### EXERCISE DESCRIPTION
Your reply should hold only the lines from the records below where "screening" occurs.

##### MATERIAL PROVIDED

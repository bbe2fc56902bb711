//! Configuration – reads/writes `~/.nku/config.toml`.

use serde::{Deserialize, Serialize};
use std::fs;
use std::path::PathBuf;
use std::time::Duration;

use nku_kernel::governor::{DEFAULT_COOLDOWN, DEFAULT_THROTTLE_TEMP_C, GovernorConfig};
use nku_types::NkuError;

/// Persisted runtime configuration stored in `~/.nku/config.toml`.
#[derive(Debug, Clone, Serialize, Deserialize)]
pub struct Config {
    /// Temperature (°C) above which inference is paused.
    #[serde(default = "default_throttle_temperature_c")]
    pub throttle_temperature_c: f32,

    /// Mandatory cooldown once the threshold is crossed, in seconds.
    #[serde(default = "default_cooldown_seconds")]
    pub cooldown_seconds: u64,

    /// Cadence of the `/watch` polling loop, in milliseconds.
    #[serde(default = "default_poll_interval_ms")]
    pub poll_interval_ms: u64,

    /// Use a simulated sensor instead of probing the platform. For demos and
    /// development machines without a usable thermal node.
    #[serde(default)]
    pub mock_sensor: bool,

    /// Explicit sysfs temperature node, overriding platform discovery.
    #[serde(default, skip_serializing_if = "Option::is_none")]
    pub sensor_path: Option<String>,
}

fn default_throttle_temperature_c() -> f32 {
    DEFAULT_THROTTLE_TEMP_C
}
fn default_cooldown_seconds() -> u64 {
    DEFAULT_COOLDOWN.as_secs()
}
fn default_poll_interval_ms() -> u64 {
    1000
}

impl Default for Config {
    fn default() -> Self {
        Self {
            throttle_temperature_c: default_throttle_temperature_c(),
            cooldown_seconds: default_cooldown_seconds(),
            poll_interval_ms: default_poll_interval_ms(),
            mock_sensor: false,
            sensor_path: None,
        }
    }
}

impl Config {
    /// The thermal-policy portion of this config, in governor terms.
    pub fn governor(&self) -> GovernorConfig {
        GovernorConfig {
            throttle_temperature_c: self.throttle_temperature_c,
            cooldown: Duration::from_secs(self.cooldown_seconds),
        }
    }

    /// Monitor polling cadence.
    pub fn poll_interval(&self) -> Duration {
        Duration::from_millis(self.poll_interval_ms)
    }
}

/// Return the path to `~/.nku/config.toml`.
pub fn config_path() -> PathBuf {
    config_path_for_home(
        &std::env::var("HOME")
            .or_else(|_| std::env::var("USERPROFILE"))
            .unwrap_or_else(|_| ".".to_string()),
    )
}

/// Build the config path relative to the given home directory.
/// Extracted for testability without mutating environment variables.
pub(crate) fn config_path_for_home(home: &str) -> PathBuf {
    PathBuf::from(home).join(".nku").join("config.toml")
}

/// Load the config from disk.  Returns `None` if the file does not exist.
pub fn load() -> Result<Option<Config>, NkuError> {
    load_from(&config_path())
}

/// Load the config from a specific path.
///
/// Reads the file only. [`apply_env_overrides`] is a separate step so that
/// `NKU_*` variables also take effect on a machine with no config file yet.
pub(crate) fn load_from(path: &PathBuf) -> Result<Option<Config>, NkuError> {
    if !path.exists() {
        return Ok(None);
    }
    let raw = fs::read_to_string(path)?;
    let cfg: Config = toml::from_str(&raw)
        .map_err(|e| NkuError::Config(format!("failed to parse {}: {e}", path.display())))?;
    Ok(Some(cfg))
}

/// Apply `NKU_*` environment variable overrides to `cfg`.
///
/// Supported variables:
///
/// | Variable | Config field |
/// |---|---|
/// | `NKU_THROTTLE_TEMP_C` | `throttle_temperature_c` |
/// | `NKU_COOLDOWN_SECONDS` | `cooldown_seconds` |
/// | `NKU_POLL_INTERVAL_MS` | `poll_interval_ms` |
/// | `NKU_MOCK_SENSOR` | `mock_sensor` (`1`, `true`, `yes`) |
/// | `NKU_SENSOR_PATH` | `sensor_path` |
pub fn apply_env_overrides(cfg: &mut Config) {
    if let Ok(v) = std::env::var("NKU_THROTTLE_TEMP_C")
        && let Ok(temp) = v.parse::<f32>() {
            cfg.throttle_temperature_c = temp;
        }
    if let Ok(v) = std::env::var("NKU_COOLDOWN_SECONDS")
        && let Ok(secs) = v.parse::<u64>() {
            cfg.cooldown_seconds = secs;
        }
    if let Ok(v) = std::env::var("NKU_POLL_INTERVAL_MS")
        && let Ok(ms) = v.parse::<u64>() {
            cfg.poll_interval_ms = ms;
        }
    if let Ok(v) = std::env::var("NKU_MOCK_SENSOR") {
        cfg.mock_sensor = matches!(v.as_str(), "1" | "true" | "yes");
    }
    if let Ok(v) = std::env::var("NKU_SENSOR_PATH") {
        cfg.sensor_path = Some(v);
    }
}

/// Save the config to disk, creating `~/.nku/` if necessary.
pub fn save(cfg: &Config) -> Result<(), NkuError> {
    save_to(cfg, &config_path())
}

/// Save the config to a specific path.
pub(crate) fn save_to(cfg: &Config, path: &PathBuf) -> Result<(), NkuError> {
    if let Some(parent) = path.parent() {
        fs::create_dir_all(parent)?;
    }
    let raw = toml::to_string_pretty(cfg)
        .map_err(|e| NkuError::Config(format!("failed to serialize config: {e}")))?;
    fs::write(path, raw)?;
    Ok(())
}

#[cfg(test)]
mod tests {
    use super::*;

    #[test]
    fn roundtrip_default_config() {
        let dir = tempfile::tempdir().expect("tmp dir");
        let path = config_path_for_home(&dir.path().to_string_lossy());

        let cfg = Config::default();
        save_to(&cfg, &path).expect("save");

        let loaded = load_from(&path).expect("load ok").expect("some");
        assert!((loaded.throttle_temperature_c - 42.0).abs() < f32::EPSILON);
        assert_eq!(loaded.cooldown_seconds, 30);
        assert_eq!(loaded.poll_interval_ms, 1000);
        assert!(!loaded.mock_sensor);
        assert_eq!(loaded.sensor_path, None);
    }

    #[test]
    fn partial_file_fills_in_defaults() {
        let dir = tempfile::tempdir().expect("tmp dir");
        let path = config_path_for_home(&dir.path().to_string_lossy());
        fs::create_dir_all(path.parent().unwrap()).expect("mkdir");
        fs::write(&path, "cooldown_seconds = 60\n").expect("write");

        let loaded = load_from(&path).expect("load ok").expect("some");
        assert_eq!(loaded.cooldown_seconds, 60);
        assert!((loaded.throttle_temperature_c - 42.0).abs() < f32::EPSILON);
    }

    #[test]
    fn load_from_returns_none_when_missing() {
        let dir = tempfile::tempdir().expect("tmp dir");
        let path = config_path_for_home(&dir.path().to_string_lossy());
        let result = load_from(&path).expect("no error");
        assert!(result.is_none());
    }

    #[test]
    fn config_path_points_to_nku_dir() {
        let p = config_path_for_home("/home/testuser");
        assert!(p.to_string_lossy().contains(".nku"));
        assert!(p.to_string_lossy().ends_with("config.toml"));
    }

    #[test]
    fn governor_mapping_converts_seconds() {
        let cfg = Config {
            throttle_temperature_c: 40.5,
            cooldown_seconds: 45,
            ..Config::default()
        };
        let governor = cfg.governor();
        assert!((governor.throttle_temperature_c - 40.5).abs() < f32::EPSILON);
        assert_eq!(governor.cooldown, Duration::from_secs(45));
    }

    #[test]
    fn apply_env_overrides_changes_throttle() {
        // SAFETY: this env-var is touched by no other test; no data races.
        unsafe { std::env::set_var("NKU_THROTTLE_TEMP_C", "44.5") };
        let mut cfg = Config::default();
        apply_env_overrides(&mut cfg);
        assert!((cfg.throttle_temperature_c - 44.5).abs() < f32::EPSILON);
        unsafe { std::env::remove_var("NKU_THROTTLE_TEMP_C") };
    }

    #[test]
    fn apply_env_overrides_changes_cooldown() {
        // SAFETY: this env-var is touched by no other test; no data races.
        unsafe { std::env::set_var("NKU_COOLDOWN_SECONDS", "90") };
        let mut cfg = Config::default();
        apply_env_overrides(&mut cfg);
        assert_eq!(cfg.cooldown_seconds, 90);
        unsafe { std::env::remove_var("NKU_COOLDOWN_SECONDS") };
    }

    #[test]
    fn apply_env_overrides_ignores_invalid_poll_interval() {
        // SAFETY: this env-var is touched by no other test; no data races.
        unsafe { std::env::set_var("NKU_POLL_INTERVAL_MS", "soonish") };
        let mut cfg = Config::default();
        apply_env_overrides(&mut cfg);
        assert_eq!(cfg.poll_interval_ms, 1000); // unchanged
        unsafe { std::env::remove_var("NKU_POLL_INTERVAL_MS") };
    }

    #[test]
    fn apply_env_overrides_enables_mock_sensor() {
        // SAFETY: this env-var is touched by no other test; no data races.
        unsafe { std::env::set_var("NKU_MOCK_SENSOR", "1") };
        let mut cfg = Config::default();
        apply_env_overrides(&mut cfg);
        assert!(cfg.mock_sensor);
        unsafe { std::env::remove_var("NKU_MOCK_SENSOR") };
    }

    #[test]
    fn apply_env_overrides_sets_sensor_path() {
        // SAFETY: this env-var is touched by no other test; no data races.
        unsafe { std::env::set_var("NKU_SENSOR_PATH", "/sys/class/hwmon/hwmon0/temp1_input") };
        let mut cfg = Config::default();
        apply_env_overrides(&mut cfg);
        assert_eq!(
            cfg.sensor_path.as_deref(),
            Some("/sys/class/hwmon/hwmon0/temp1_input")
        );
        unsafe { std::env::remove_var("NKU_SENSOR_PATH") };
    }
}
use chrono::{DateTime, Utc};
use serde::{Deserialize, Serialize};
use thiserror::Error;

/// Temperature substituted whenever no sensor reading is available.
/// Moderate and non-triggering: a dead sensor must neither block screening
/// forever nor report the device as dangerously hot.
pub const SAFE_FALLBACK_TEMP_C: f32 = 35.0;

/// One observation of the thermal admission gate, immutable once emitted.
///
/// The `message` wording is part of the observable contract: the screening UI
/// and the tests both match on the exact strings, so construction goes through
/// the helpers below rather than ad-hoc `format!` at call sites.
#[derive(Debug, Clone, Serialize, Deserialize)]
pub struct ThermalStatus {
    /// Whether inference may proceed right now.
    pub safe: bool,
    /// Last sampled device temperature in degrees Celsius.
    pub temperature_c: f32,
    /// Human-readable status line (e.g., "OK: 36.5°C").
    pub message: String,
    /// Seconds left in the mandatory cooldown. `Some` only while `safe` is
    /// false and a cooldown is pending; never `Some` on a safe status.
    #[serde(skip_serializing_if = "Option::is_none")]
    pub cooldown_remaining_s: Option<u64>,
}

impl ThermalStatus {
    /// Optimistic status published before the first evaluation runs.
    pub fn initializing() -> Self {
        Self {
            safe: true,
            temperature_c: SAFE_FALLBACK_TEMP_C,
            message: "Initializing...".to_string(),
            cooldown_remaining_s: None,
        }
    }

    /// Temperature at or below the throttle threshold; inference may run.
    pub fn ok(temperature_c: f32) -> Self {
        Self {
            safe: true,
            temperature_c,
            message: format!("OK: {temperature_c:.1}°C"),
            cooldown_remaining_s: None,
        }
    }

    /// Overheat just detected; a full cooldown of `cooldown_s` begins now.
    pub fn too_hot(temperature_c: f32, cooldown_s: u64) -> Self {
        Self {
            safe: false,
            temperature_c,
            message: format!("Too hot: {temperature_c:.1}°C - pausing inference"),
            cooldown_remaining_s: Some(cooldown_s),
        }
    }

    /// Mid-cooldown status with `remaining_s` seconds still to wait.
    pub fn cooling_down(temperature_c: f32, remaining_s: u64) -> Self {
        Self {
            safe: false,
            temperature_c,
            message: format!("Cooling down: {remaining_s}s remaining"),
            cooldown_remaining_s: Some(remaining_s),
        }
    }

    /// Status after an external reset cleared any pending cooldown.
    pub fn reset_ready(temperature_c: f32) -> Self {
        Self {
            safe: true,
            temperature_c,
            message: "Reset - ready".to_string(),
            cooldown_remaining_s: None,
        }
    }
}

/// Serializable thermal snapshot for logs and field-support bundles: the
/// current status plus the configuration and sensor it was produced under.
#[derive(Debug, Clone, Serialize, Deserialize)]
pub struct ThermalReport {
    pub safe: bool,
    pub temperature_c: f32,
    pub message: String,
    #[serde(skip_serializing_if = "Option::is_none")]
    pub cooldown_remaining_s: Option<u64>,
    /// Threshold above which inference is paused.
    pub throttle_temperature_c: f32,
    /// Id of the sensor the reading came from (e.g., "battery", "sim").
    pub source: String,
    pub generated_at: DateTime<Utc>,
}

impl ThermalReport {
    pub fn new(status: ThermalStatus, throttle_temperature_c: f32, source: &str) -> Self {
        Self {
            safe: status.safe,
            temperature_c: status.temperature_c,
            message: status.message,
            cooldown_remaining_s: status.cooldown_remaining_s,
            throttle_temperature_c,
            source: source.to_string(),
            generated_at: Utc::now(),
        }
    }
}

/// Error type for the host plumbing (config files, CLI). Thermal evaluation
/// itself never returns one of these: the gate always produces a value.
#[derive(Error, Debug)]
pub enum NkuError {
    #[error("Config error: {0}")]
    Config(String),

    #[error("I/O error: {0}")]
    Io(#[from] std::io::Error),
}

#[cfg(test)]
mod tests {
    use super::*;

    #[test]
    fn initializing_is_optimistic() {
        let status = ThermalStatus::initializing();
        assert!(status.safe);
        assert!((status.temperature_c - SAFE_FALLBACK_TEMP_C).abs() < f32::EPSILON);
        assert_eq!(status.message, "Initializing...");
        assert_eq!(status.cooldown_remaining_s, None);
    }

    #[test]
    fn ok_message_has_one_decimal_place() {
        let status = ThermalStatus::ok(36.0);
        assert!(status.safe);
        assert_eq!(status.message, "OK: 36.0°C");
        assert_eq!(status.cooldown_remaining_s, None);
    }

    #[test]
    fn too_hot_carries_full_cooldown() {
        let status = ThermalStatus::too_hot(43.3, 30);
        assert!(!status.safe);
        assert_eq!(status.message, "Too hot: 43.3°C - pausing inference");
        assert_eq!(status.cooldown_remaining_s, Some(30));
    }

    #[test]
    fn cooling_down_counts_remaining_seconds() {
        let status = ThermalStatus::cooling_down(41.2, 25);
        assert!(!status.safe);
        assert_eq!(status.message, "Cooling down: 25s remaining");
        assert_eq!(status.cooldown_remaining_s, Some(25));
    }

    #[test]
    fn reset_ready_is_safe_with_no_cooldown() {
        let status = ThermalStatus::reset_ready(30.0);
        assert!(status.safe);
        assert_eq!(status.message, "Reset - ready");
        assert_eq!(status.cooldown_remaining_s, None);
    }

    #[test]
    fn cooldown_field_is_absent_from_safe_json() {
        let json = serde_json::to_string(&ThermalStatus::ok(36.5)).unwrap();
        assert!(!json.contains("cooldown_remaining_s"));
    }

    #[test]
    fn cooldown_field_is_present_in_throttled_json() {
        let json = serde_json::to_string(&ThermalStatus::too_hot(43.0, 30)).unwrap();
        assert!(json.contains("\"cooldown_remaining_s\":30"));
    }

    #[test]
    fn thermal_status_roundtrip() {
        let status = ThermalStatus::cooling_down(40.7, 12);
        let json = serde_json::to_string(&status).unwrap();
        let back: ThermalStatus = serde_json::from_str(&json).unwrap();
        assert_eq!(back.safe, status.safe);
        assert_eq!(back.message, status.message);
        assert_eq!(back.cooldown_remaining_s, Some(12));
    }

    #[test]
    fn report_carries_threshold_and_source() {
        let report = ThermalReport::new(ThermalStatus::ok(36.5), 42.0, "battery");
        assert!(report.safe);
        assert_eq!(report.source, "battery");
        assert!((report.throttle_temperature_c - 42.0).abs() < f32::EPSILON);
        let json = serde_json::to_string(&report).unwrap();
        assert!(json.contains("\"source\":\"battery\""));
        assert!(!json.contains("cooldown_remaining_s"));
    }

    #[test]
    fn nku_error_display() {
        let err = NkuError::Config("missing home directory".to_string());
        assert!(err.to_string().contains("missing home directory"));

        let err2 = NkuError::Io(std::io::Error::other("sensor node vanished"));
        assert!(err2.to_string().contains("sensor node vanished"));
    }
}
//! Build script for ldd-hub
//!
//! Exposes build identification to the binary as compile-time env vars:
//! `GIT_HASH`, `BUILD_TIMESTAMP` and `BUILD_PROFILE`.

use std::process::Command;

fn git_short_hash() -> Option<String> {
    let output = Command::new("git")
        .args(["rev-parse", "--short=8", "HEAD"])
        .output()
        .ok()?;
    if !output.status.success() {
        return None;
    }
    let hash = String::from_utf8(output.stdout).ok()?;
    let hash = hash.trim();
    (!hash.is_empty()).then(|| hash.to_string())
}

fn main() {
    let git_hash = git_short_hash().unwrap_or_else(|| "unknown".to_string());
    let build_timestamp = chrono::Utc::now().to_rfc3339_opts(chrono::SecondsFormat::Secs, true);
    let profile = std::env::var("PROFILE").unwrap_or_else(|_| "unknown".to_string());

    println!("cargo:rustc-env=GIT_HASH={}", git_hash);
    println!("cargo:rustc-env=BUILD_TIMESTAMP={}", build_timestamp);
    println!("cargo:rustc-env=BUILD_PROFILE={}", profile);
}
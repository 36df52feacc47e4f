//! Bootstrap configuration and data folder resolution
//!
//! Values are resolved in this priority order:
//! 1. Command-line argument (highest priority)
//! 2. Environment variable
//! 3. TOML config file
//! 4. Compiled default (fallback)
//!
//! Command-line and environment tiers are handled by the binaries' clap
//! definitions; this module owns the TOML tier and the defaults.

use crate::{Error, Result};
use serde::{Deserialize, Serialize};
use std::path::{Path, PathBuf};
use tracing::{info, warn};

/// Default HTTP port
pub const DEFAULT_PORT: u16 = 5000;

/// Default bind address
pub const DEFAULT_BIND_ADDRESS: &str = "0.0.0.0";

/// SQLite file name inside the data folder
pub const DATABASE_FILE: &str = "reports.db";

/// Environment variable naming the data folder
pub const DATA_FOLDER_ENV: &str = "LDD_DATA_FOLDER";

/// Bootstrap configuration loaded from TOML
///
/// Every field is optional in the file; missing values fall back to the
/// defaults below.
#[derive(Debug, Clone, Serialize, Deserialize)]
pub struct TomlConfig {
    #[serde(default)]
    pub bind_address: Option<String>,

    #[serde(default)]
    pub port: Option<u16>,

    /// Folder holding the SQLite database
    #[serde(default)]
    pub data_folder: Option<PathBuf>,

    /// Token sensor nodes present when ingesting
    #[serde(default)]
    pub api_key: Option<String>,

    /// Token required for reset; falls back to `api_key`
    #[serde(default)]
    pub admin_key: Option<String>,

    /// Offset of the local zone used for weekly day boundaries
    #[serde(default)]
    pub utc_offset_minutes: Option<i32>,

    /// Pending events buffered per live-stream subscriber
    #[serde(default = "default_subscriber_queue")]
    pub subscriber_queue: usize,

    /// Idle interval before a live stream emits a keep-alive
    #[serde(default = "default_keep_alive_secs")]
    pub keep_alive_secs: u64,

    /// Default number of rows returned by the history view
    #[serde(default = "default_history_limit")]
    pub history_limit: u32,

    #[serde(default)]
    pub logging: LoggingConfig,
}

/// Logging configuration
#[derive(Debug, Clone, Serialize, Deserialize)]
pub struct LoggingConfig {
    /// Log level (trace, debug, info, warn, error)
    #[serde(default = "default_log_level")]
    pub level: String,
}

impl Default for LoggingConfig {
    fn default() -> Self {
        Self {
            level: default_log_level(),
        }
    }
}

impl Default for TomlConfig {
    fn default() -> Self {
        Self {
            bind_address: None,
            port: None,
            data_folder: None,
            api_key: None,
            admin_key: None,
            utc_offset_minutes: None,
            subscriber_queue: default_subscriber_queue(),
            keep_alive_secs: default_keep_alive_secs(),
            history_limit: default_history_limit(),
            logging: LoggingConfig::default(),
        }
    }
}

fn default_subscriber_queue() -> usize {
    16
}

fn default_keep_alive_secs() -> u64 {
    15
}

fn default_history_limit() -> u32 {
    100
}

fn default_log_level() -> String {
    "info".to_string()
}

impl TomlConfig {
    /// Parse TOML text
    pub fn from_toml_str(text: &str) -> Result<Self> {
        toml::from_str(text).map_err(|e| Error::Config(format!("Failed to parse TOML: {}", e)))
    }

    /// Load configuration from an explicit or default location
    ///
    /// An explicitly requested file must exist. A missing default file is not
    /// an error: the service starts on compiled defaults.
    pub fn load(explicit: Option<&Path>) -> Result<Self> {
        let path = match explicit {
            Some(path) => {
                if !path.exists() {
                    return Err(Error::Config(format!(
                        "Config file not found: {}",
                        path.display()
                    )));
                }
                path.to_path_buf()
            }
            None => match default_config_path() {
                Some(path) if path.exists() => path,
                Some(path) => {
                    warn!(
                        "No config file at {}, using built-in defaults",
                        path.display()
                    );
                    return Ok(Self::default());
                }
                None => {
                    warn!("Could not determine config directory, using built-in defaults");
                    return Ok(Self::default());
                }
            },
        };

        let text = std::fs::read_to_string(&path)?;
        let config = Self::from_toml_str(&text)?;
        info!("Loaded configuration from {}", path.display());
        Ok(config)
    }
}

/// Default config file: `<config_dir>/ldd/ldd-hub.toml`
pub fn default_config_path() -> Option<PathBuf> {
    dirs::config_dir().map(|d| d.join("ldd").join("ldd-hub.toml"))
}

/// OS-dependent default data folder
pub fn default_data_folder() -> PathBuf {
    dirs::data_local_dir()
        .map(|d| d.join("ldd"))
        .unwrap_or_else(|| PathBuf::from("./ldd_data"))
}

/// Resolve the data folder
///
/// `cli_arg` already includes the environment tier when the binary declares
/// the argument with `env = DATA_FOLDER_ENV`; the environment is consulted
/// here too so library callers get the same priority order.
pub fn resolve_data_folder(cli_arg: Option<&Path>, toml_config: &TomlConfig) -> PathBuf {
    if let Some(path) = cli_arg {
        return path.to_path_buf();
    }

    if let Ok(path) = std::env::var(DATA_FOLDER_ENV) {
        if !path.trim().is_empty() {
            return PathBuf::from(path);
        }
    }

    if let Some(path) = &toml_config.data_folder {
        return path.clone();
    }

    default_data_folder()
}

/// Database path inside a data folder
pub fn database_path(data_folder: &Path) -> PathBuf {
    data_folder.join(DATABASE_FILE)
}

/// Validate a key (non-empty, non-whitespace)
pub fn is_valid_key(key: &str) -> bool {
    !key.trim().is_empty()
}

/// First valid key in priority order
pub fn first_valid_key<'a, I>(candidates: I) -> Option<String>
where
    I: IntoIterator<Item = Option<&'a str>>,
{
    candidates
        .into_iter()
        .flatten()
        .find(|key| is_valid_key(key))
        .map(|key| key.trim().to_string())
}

##########

### EXERCISE OUTPUT
/// Moderate and non-triggering: a dead sensor must neither block screening
/// The `message` wording is part of the observable contract: the screening UI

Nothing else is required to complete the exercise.